Depuis cinquante ans, et face aux nombreux défis sanitaires – vieillissement de la population, bactéries ultrarésistantes, maladies orphelines… –, les sommes d’argent investies dans la recherche biomédicale n’ont cessé de croître. Et pourtant, lorsque l’on fait le bilan, le compte n’y est pas.
Telle est la conclusion d’une étude parue dans la revue PNAS (Proceedings of the National Academy of Sciences), qui se penche sur l’espérance de vie gagnée depuis un demi-siècle ainsi que sur les nouvelles molécules qui ont vu le jour au cours de cette période aux Etats-Unis.
Plus d’argent pour des résultats similaires
En effet, si l’on prend ces deux critères, le retour sur investissement est bien faible, affirment les chercheurs de l’Ecole de Santé Publique de l’Université de Bloomberg. Ainsi, depuis 1965, le nombre de chercheurs a été multiplié par plus de neuf et le budget des Instituts nationaux de la santé, par quatre. En parallèle, le nombre de nouveaux médicaments approuvés par la Food and Drug Administration (FDA) n’a fait que doubler pendant la même période. Le gain en espérance de vie, quant à lui, est resté stable à environ deux mois par an.
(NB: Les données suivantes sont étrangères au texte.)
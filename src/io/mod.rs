//! Tabular input, network building and chart export.

pub mod builder;
pub mod export;
pub mod input;

pub use builder::{BuildDefaults, build_catalog};
pub use export::{ExportFormat, output_path, save_chart};
pub use input::{InputRow, read_rows, read_rows_from_path};

use tracing::info;

use crate::catalog::Catalog;
use crate::config::InputConfig;
use crate::error::InputError;

/// Loads the network named by the input section.
///
/// A preset wins over a path so a config can switch to the built-in network
/// without losing its file setting.
///
/// # Errors
///
/// Returns [`InputError::NoSource`] when neither is set, or any error from
/// reading and building the sheet.
pub fn load_catalog(input: &InputConfig, defaults: &BuildDefaults) -> Result<Catalog, InputError> {
    match (&input.preset, &input.path) {
        (Some(preset), _) if preset == "reference" => {
            info!(preset = %preset, "using built-in network");
            Ok(Catalog::reference())
        }
        (Some(preset), _) => Err(InputError::UnknownPreset(preset.clone())),
        (None, Some(path)) => {
            info!(path = %path.display(), "reading network sheet");
            let rows = read_rows_from_path(path, input.skip_rows, input.delimiter_byte())?;
            build_catalog(&rows, defaults)
        }
        (None, None) => Err(InputError::NoSource),
    }
}
//! Chart composition for buses and loads.

pub mod chart;
mod composer;

pub use chart::{Axis, Chart, LegendPosition, LineStyle, Scale, Series, SeriesKind};
pub use composer::{PlotStyle, amount_text, compose};
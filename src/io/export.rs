//! Chart export: one point per CSV row, or the whole chart as JSON.

use std::fs::{self, File};
use std::io::{self, Write};
use std::path::{Path, PathBuf};

use serde::{Deserialize, Serialize};

use crate::error::ExportError;
use crate::plot::{Chart, LineStyle};

/// Column header of the CSV export.
const HEADER: &str = "series,kind,style,color,current_a,time_s";

/// On-disk format of an exported chart.
#[derive(Debug, Clone, Copy, PartialEq, Eq, Default, Serialize, Deserialize)]
#[serde(rename_all = "lowercase")]
pub enum ExportFormat {
    #[default]
    Csv,
    Json,
}

impl ExportFormat {
    /// File extension, without the dot.
    pub fn extension(self) -> &'static str {
        match self {
            Self::Csv => "csv",
            Self::Json => "json",
        }
    }
}

/// Path of an item's chart: `<dir>/<prefix>_<item>.<ext>`.
///
/// Path separators in the item name are replaced so every chart lands
/// directly in `dir`.
pub fn output_path(dir: &Path, prefix: &str, item: &str, format: ExportFormat) -> PathBuf {
    let item: String = item
        .chars()
        .map(|c| if matches!(c, '/' | '\\') { '_' } else { c })
        .collect();
    dir.join(format!("{prefix}_{item}.{}", format.extension()))
}

/// Writes the chart as CSV to any writer.
///
/// Rows follow the drawing order: series by series, points in curve order.
///
/// # Errors
///
/// Returns [`ExportError::Csv`] if a record cannot be written and
/// [`ExportError::Io`] if the final flush fails.
pub fn write_chart_csv(chart: &Chart, writer: impl Write) -> Result<(), ExportError> {
    let mut wtr = csv::WriterBuilder::new().from_writer(writer);

    wtr.write_record(HEADER.split(','))?;

    for series in &chart.series {
        let color = series.color.to_hex();
        for p in &series.points {
            let current = p.current_a.to_string();
            let time = p.time_s.to_string();
            wtr.write_record([
                series.label.as_str(),
                series.kind.as_str(),
                style_name(series.style),
                color.as_str(),
                current.as_str(),
                time.as_str(),
            ])?;
        }
    }

    wtr.flush()?;
    Ok(())
}

fn style_name(style: LineStyle) -> &'static str {
    match style {
        LineStyle::Solid => "solid",
        LineStyle::Dashed => "dashed",
        LineStyle::DashDot => "dash_dot",
        LineStyle::Dotted => "dotted",
    }
}

/// Writes the whole chart, axes and legend included, as pretty JSON.
///
/// # Errors
///
/// Returns [`ExportError::Json`] if serialization or writing fails.
pub fn write_chart_json(chart: &Chart, writer: impl Write) -> Result<(), ExportError> {
    serde_json::to_writer_pretty(writer, chart)?;
    Ok(())
}

/// Saves a chart to `path`, creating parent directories as needed.
///
/// # Errors
///
/// Returns an [`ExportError`] if the directory or file cannot be written.
pub fn save_chart(chart: &Chart, path: &Path, format: ExportFormat) -> Result<(), ExportError> {
    if let Some(parent) = path.parent().filter(|p| !p.as_os_str().is_empty()) {
        fs::create_dir_all(parent)?;
    }
    let buf = io::BufWriter::new(File::create(path)?);
    match format {
        ExportFormat::Csv => write_chart_csv(chart, buf)?,
        ExportFormat::Json => write_chart_json(chart, buf)?,
    }
    Ok(())
}
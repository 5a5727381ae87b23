use super::{Curve, CurvePoint, logspace};

/// Number of time samples on an ampacity curve.
pub const AMPACITY_SAMPLES: usize = 50;

/// Shortest sampled time (s).
pub const TIME_MIN_S: f64 = 1e-3;

/// Longest sampled time (s).
pub const TIME_MAX_S: f64 = 1e6;

/// Withstand curve of a conductor.
///
/// Samples `I(t) = K·S/√t` at [`AMPACITY_SAMPLES`] log-spaced times between
/// [`TIME_MIN_S`] and [`TIME_MAX_S`] and floors every value at the
/// continuous ampacity `admissible_a`. Points are ordered by ascending time.
///
/// # Arguments
///
/// * `section_mm2` - Cross-section `S` (mm²)
/// * `admissible_a` - Continuous ampacity `I_adm` (A)
/// * `k` - Material/insulation constant `K` (A·√s/mm²)
///
/// # Examples
///
/// ```
/// use tcc_plot::curves::conductor_curve;
///
/// let curve = conductor_curve(2.5, 26.0, 115.0);
/// assert_eq!(curve.len(), 50);
/// assert!(curve.iter().all(|p| p.current_a >= 26.0));
/// ```
pub fn conductor_curve(section_mm2: f64, admissible_a: f64, k: f64) -> Curve {
    logspace(TIME_MIN_S, TIME_MAX_S, AMPACITY_SAMPLES)
        .into_iter()
        .map(|t| {
            let withstand = k * section_mm2 / t.sqrt();
            CurvePoint::new(withstand.max(admissible_a), t)
        })
        .collect()
}

/// Vertical marker at the conductor's rated current spanning `[t_min, t_max]`.
pub fn rated_current_marker(rated_a: f64, t_min: f64, t_max: f64) -> Curve {
    vec![
        CurvePoint::new(rated_a, t_min),
        CurvePoint::new(rated_a, t_max),
    ]
}

#[cfg(test)]
mod tests {
    use super::*;

    #[test]
    fn current_is_non_increasing_over_time() {
        for (s, adm) in [(2.5, 26.0), (10.0, 87.0), (70.0, 256.0), (240.0, 500.0)] {
            let curve = conductor_curve(s, adm, 115.0);
            assert!(curve.windows(2).all(|w| w[0].time_s < w[1].time_s));
            assert!(curve.windows(2).all(|w| w[0].current_a >= w[1].current_a));
        }
    }

    #[test]
    fn curve_floors_at_admissible_current() {
        let curve = conductor_curve(10.0, 87.0, 115.0);
        assert!(curve.iter().all(|p| p.current_a >= 87.0));
        assert_eq!(curve.last().map(|p| p.current_a), Some(87.0));
    }

    #[test]
    fn short_times_follow_adiabatic_law() {
        let curve = conductor_curve(70.0, 256.0, 115.0);
        let first = curve[0];
        let expected = 115.0 * 70.0 / first.time_s.sqrt();
        assert!((first.current_a - expected).abs() < 1e-6);
    }

    #[test]
    fn marker_is_vertical() {
        let m = rated_current_marker(25.53, TIME_MIN_S, TIME_MAX_S);
        assert_eq!(m.len(), 2);
        assert!(m.iter().all(|p| p.current_a == 25.53));
        assert_eq!(m[0].time_s, 1e-3);
        assert_eq!(m[1].time_s, 1e6);
    }

    #[test]
    fn repeated_calls_are_identical() {
        assert_eq!(
            conductor_curve(16.0, 76.0, 143.0),
            conductor_curve(16.0, 76.0, 143.0)
        );
    }
}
« L'objectif de la recherche biomédicale est d'améliorer la santé, mais on constate de plus en plus de frictions dans le système, écrit Arturo Casadevall, professeur de microbiologie moléculaire et co-auteur de l’étude. Nous dépensons plus d'argent pour obtenir les mêmes résultats que nous avions dans le passé, et cela va continuer si rien n’est fait pour améliorer la situation. »
Un système « pervers »
Les raisons qui expliquent ce faible rendement sont multiples. Parmi elles, les auteurs citent l’accumulation de démarches administratives et des réglementations, qui freinent la recherche. Ainsi, obtenir l’autorisation de réaliser des prélèvements sanguins relève d’un long et fastueux processus. Le moindre déplacement à une conférence plonge les chercheurs dans une manne de papiers et de démarches « compliquées » à remplir.
Un autre facteur attire l’attention des chercheurs, bien placés pour en parler : un système « pervers » qui pousse les scientifiques à simplifier au maximum leurs recherches, afin d’augmenter leurs chances d’être publiés dans revues médicales les plus prestigieuses.
Selon les auteurs de l’étude, cette pratique a entraîné une « épidémie de rétractations » et de résultats qui ne peuvent pas être reproduits – critère essentiel pour qu’une étude soit valable - car ils se révèlent scientifiquement incorrects. Au final, « la littérature médicale n'est pas d'aussi bonne qualité qu'avant », jugent les chercheurs.
28 milliards pour des résultats non reproductibles
Une autre étude publiée en juin dans la revue PLOS Biology estime ainsi que plus de 28 milliards de dollars (25 milliards d’euros) sont investis chaque année aux Etats-Unis dans des études pré-cliniques dont les résultats ne peuvent pas être reproduits. La moitié de ces études sont publiées dans les grandes revues médicales.
« Il existe un nombre sans précédent de revues médicales et de recherches publiées, mais le nombre de publications biomédicales a très largement surpassé le nombre de nouveaux médicaments qui sont essentiels pour améliorer la santé publique, surtout pour des maladies où il n'existe pas de traitements efficaces », concluent les auteurs.